>>>>>
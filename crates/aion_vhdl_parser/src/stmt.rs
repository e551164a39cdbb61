//! Concurrent and sequential statement parsing for VHDL-2008.
//!
//! Concurrent statements appear in architecture bodies and include processes,
//! signal assignments, component instantiations, and generate statements.
//! Sequential statements appear in process bodies and subprogram bodies.

use crate::ast::*;
use crate::parser::VhdlParser;
use crate::token::VhdlToken;
use aion_common::Ident;
use aion_source::Span;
<<<<<
- _Exercise_
Output each record exactly as it appears in the listing.

- _Written answer_
filename crates/aion_vhdl_parser/src/stmt.rs
repository e551164a39cdbb61
//! Concurrent and sequential statement parsing for VHDL-2008.
//!
//! Concurrent statements appear in architecture bodies and include processes,
//! signal assignments, component instantiations, and generate statements.
//! Sequential statements appear in process bodies and subprogram bodies.

use crate::ast::*;
use crate::parser::VhdlParser;
use crate::token::VhdlToken;
use aion_common::Ident;
use aion_source::Span;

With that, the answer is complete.